Personal Beautification: I am not a fan of storing everything in the master bathroom because it clutters up the space and takes away from what really needs to be stored in there, so I have a section of my office carved out for my beauty supplies & jewelry.
Crafting: this is, to no surprise, the largest are of the room. Wall-to-wall bookshelves, long hanging shelves on the walls spanning just about the entire length of the room, the crafting desk with computer, a mid-sized round table for spreading out my materials while working on a project, and the closet (folding doors removed) lined and stacked with storage drawers, hanging racks, storage bins, and more.
My Organization & Storage Philosophy
Are you familiar with Tim Holtz and his crafting office space? He is an antique collector and has the most amazing eclectic décor. My décor is very different, but our philosophies are the same. The rule: out of sight, out of mind. Because I have a vast array of supplies that I collect and hoard, it is impossible to remember everything in my collection. So, as much as I love the look of those perfectly decorated (perhaps staged) craft rooms and office spaces, mine looks nothing like that. It is the exact opposite. Don’t misunderstand me, it is all very well organized (and I have a method to my madness on that topic as well), but it is primarily stored in bins, drawers and containers that are clear or open (like metal and wood baskets, for example). My label maker is one of my best friends. Just about everything is labeled with the contents of each container.

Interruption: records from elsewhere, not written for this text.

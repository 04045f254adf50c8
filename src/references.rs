//! Reference validation and orphaned-resource detection.
//!
//! While a version renders, every image source and link target in its notes
//! passes through [`ReferenceTracker::validate_reference`]:
//!
//! - Targets must be absolute `http(s)://` URLs, root-relative paths
//!   (`/...`), or `mailto:` links. Anything else (relative paths, bare
//!   anchors, typos) fails the build.
//! - Root-relative targets must name a file that was loaded for this
//!   version. The `/{version}/` prefix is stripped before the lookup, so
//!   `/en/img/a.png` and `/img/a.png` both resolve to `img/a.png` in the
//!   `en` version. A target ending in `/` names the directory's index page:
//!   `/en/posts/` resolves to `posts/index.md`, the note published there.
//! - Every resolved local target is recorded as used.
//!
//! Once all notes of a version are rendered, [`ReferenceTracker::check_orphans`]
//! fails the build if any loaded file was never referenced and is not on the
//! ignore list. An unreferenced upload is almost always a typo'd link or a
//! leftover, so it is treated as an authoring mistake rather than dead weight.

use crate::loader::FileMap;
use std::collections::BTreeSet;
use thiserror::Error;

#[derive(Error, Debug, PartialEq)]
pub enum ReferenceError {
    #[error(
        "{source_file}: `{target}` is invalid; links must be http(s) URLs, \
         root-relative paths, or mailto links"
    )]
    Format { source_file: String, target: String },
    #[error("{source_file}: {target} does not exist")]
    NotFound { source_file: String, target: String },
}

/// Loaded files that no note references.
#[derive(Error, Debug, PartialEq)]
#[error("the following resources are not being used:\n{}", .paths.join("\n"))]
pub struct OrphanedResources {
    pub paths: Vec<String>,
}

/// How a reference target was classified.
#[derive(Debug, Clone, PartialEq, Eq)]
pub enum Reference {
    /// `http://` or `https://` URL.
    External,
    /// `mailto:` link.
    Mail,
    /// Root-relative path resolved to a key of the file map.
    Local(String),
}

/// Tracks which loaded files are referenced during one version's render.
pub struct ReferenceTracker<'a> {
    files: &'a FileMap,
    version_prefix: String,
    used: BTreeSet<String>,
}

impl<'a> ReferenceTracker<'a> {
    pub fn new(files: &'a FileMap, version_dir: &str) -> Self {
        Self {
            files,
            version_prefix: format!("/{version_dir}/"),
            used: BTreeSet::new(),
        }
    }

    /// Validate one image or link target found in `source_file`.
    pub fn validate_reference(
        &mut self,
        source_file: &str,
        target: &str,
    ) -> Result<Reference, ReferenceError> {
        let reference = classify(target).ok_or_else(|| ReferenceError::Format {
            source_file: source_file.to_string(),
            target: target.to_string(),
        })?;

        if let Reference::Local(_) = reference {
            let key = self.resolve_key(target);
            if !self.files.contains_key(&key) {
                return Err(ReferenceError::NotFound {
                    source_file: source_file.to_string(),
                    target: target.to_string(),
                });
            }
            self.used.insert(key.clone());
            return Ok(Reference::Local(key));
        }

        Ok(reference)
    }

    /// Map a root-relative target to a file-map key.
    ///
    /// Directory targets (`/en/`, `/en/posts/`, or the bare `/en`) map to the
    /// `index.md` inside them.
    fn resolve_key(&self, target: &str) -> String {
        let path = strip_query_and_fragment(target);
        if path == self.version_prefix.trim_end_matches('/') {
            return "index.md".to_string();
        }
        let rel = path
            .strip_prefix(&self.version_prefix)
            .or_else(|| path.strip_prefix('/'))
            .unwrap_or(path);
        if rel.is_empty() || rel.ends_with('/') {
            format!("{rel}index.md")
        } else {
            rel.to_string()
        }
    }

    pub fn used(&self) -> &BTreeSet<String> {
        &self.used
    }

    /// Loaded files minus used files minus ignored paths, in sorted order.
    pub fn orphans(&self, ignore: &[String]) -> Vec<String> {
        self.files
            .keys()
            .filter(|key| !self.used.contains(*key) && !is_ignored(key, ignore))
            .cloned()
            .collect()
    }

    /// Fail with every orphaned path, displayed relative to the project root.
    pub fn check_orphans(
        &self,
        version_dir: &str,
        ignore: &[String],
    ) -> Result<(), OrphanedResources> {
        let orphans = self.orphans(ignore);
        if orphans.is_empty() {
            return Ok(());
        }
        Err(OrphanedResources {
            paths: orphans
                .into_iter()
                .map(|p| format!("./{version_dir}/{p}"))
                .collect(),
        })
    }
}

/// Classify a target by its prefix. `None` means the format is invalid.
///
/// Only `http://` and `https://` URLs count as external; other schemes such
/// as `ftp://` or `tel:` are rejected along with relative paths.
pub fn classify(target: &str) -> Option<Reference> {
    if target.starts_with("http://") || target.starts_with("https://") {
        Some(Reference::External)
    } else if target.starts_with("mailto:") {
        Some(Reference::Mail)
    } else if target.starts_with('/') {
        Some(Reference::Local(target.to_string()))
    } else {
        None
    }
}

/// Ignore entries ending in `/` cover a whole directory.
fn is_ignored(key: &str, ignore: &[String]) -> bool {
    ignore.iter().any(|entry| {
        if entry.ends_with('/') {
            key.starts_with(entry.as_str())
        } else {
            key == entry
        }
    })
}

fn strip_query_and_fragment(target: &str) -> &str {
    let end = target.find(['#', '?']).unwrap_or(target.len());
    &target[..end]
}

What is the method to my organization madness? ROYGBIV and alphabetical. Plain cardstock, for example, are in drawers based on the sequence of hues that makeup the color of the rainbow. Designer paper, however, are generally categorized by theme (occasions, sports, babies/kids, etc.) or type (papers that feature geometrics are stored together, regardless of color). The exceptions to the rule are major holidays and seasons. Everything related to winter/Christmas is stored in one large container—that includes paper, embellishments, stamps, dies, etc.. Likewise, Fall/Halloween, Thanksgiving, Valentines Day/Love, St. Patrick’s Day, and patriotic holidays also each have their own bins.